Le principe avait été acté dès 2002 avec la direction du budget en raison des avantages que ce transfert pouvait avoir :
- meilleure lisibilité du budget et opération vérité sur ce que coûte le Louvre (approche en coûts complets) ;
- progrès en termes d'autonomie et corrélativement de responsabilisation des gestionnaires des EP dans la logique de la loi organique du 1er août 2001 ;
- large déconcentration de la gestion des personnels du musée ;
- organisation d'une gestion prévisionnelle des emplois et des compétences propres au musée et en liaison avec celle du ministère ;
- possibilité d'organiser directement le recrutement de la plupart de ses propres personnels, notamment les agents de surveillance, en fonction de ses contraintes et de son propre calendrier.
La même démarche est en cours avec d'autres établissements, citons notamment : la Bibliothèque nationale de France (BNF), l'Établissement public du parc et de la grande halle de la Villette (EPPGHV), ainsi que le Centre des monuments nationaux (CMN)
Le tableaux ci-dessus témoignent de la nécessité d'une approche consolidée au niveau des établissements publics.
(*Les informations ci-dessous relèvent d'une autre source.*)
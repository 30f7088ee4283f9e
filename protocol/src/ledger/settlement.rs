//! # Settlement Assets
//!
//! Redemption vaults pay out in an external fungible asset (a USD-pegged
//! stablecoin, typically). The vault only ever needs four things from that
//! asset: its precision, a balance lookup, a plain transfer out of the
//! vault's own balance, and a delegated transfer. Those are the
//! [`SettlementAsset`] trait.
//!
//! Every trait method fails loudly. A transfer that cannot be made returns
//! `Err`, never a `false` that a caller could forget to check.
//!
//! [`SettlementLedger`] is the in-memory implementation used by tests and by
//! the node's devnet. Its issuer can mint (that is how vaults get funded in
//! a devnet) and can freeze the whole ledger, which makes every transfer
//! fail. Freezing is the lever tests use to exercise vault rollback.

use serde::{Deserialize, Serialize};
use thiserror::Error;

use super::allowance::AllowanceTable;
use super::balance::{BalanceSheet, LedgerError};
use crate::config::MAX_SETTLEMENT_DECIMALS;
use crate::identity::{Address, AddressKind};

// ---------------------------------------------------------------------------
// Errors
// ---------------------------------------------------------------------------

/// Errors raised by a settlement asset.
#[derive(Debug, Clone, PartialEq, Eq, Error)]
pub enum SettlementError {
    /// A balance or allowance check failed.
    #[error(transparent)]
    Ledger(#[from] LedgerError),

    /// The amount must be greater than zero.
    #[error("amount must be greater than zero")]
    ZeroAmount,

    /// The caller is not the asset's issuer.
    #[error("{caller} is not the issuer of {asset}")]
    NotIssuer {
        /// The rejected caller.
        caller: Address,
        /// The asset address.
        asset: Address,
    },

    /// The issuer froze the ledger; no units can move.
    #[error("settlement asset {0} is frozen")]
    Frozen(Address),

    /// Decimal precision outside the supported range.
    #[error("unsupported precision: {0} decimals (max {max})", max = MAX_SETTLEMENT_DECIMALS)]
    UnsupportedDecimals(u8),

    /// Total supply would overflow.
    #[error("total supply overflow")]
    SupplyOverflow,
}

// ---------------------------------------------------------------------------
// SettlementAsset
// ---------------------------------------------------------------------------

/// The external fungible ledger a redemption vault pays out in.
pub trait SettlementAsset {
    /// The ledger's own address.
    fn address(&self) -> &Address;

    /// Decimal places of one whole unit.
    fn decimals(&self) -> u8;

    /// Balance held by `holder`.
    fn balance_of(&self, holder: &Address) -> u128;

    /// Moves `amount` out of `from`'s balance. The caller acts as `from`.
    fn transfer(&mut self, from: &Address, to: &Address, amount: u128)
        -> Result<(), SettlementError>;

    /// Moves `amount` from `from` to `to` on the strength of an allowance
    /// `from` granted to `spender`.
    fn transfer_from(
        &mut self,
        spender: &Address,
        from: &Address,
        to: &Address,
        amount: u128,
    ) -> Result<(), SettlementError>;
}

// ---------------------------------------------------------------------------
// SettlementLedger
// ---------------------------------------------------------------------------

/// An in-memory settlement asset.
#[derive(Clone, Debug, PartialEq, Eq, Serialize, Deserialize)]
pub struct SettlementLedger {
    address: Address,
    symbol: String,
    decimals: u8,
    issuer: Address,
    balances: BalanceSheet,
    allowances: AllowanceTable,
    total_supply: u128,
    frozen: bool,
}

impl SettlementLedger {
    /// Creates an empty ledger at a freshly generated `ast_` address.
    ///
    /// # Errors
    ///
    /// Returns [`SettlementError::UnsupportedDecimals`] if `decimals` exceeds
    /// [`MAX_SETTLEMENT_DECIMALS`].
    pub fn new(
        symbol: impl Into<String>,
        decimals: u8,
        issuer: Address,
    ) -> Result<Self, SettlementError> {
        Self::with_address(Address::generate(AddressKind::Asset), symbol, decimals, issuer)
    }

    /// Creates an empty ledger at a caller-chosen address.
    pub fn with_address(
        address: Address,
        symbol: impl Into<String>,
        decimals: u8,
        issuer: Address,
    ) -> Result<Self, SettlementError> {
        if decimals > MAX_SETTLEMENT_DECIMALS {
            return Err(SettlementError::UnsupportedDecimals(decimals));
        }
        Ok(Self {
            address,
            symbol: symbol.into(),
            decimals,
            issuer,
            balances: BalanceSheet::new(),
            allowances: AllowanceTable::new(),
            total_supply: 0,
            frozen: false,
        })
    }

    /// Rebuilds a ledger from previously saved state. The total supply is
    /// recomputed from the balances.
    ///
    /// # Errors
    ///
    /// Returns [`SettlementError::UnsupportedDecimals`] or
    /// [`SettlementError::SupplyOverflow`].
    pub fn restore(
        address: Address,
        symbol: impl Into<String>,
        decimals: u8,
        issuer: Address,
        balances: BalanceSheet,
        allowances: AllowanceTable,
        frozen: bool,
    ) -> Result<Self, SettlementError> {
        let mut ledger = Self::with_address(address, symbol, decimals, issuer)?;
        ledger.total_supply = balances.total().ok_or(SettlementError::SupplyOverflow)?;
        ledger.balances = balances;
        ledger.allowances = allowances;
        ledger.frozen = frozen;
        Ok(ledger)
    }

    /// Ticker symbol.
    pub fn symbol(&self) -> &str {
        &self.symbol
    }

    /// The identity allowed to mint and freeze.
    pub fn issuer(&self) -> &Address {
        &self.issuer
    }

    /// Units in circulation.
    pub fn total_supply(&self) -> u128 {
        self.total_supply
    }

    /// Whether transfers are currently refused.
    pub fn is_frozen(&self) -> bool {
        self.frozen
    }

    /// Every holder's balance.
    pub fn balances(&self) -> &BalanceSheet {
        &self.balances
    }

    /// Every live allowance.
    pub fn allowances(&self) -> &AllowanceTable {
        &self.allowances
    }

    /// Remaining allowance `owner` granted to `spender`.
    pub fn allowance(&self, owner: &Address, spender: &Address) -> u128 {
        self.allowances.allowance(owner, spender)
    }

    /// Issues `amount` new units to `to`. Issuer only.
    pub fn mint(&mut self, caller: &Address, to: &Address, amount: u128) -> Result<(), SettlementError> {
        self.ensure_issuer(caller)?;
        if amount == 0 {
            return Err(SettlementError::ZeroAmount);
        }
        let supply = self
            .total_supply
            .checked_add(amount)
            .ok_or(SettlementError::SupplyOverflow)?;
        self.balances.credit(to, amount)?;
        self.total_supply = supply;
        Ok(())
    }

    /// Sets the allowance `owner` grants `spender`.
    pub fn approve(&mut self, owner: &Address, spender: &Address, amount: u128) {
        self.allowances.set(owner, spender, amount);
    }

    /// Freezes or unfreezes every transfer. Issuer only.
    pub fn set_frozen(&mut self, caller: &Address, frozen: bool) -> Result<(), SettlementError> {
        self.ensure_issuer(caller)?;
        self.frozen = frozen;
        Ok(())
    }

    fn ensure_issuer(&self, caller: &Address) -> Result<(), SettlementError> {
        if caller != &self.issuer {
            return Err(SettlementError::NotIssuer {
                caller: caller.clone(),
                asset: self.address.clone(),
            });
        }
        Ok(())
    }

    fn ensure_movable(&self, amount: u128) -> Result<(), SettlementError> {
        if self.frozen {
            return Err(SettlementError::Frozen(self.address.clone()));
        }
        if amount == 0 {
            return Err(SettlementError::ZeroAmount);
        }
        Ok(())
    }
}

impl SettlementAsset for SettlementLedger {
    fn address(&self) -> &Address {
        &self.address
    }

    fn decimals(&self) -> u8 {
        self.decimals
    }

    fn balance_of(&self, holder: &Address) -> u128 {
        self.balances.balance_of(holder)
    }

    fn transfer(
        &mut self,
        from: &Address,
        to: &Address,
        amount: u128,
    ) -> Result<(), SettlementError> {
        self.ensure_movable(amount)?;
        self.balances.transfer(from, to, amount)?;
        Ok(())
    }

    fn transfer_from(
        &mut self,
        spender: &Address,
        from: &Address,
        to: &Address,
        amount: u128,
    ) -> Result<(), SettlementError> {
        self.ensure_movable(amount)?;
        self.allowances.ensure_allowed(from, spender, amount)?;
        self.balances.transfer(from, to, amount)?;
        self.allowances.spend(from, spender, amount)?;
        Ok(())
    }
}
Par ailleurs, des groupes de travail ont été constitués avec les établissements publics sur différentes problématiques (modernisation des statuts, modalités de contrôle financier, gestion des ressources humaines, contractualisation) et ont commencé à se réunir début octobre. La volonté est d'aboutir à un plan d'action global permettant de moderniser la tutelle et de renforcer responsabilisation et autonomie des gestionnaires dans le sillage de la loi organique du 1er août 2001.
Enfin , il faut noter que le nouveau Gouvernement souhaite pouvoir transformer le musée d'Orsay et le musée Guimet (aujourd'hui services à compétence nationale) en établissements publics dans le cadre de la réforme de l'organisation des musées nationaux et de la réunion des musées nationaux (RMN).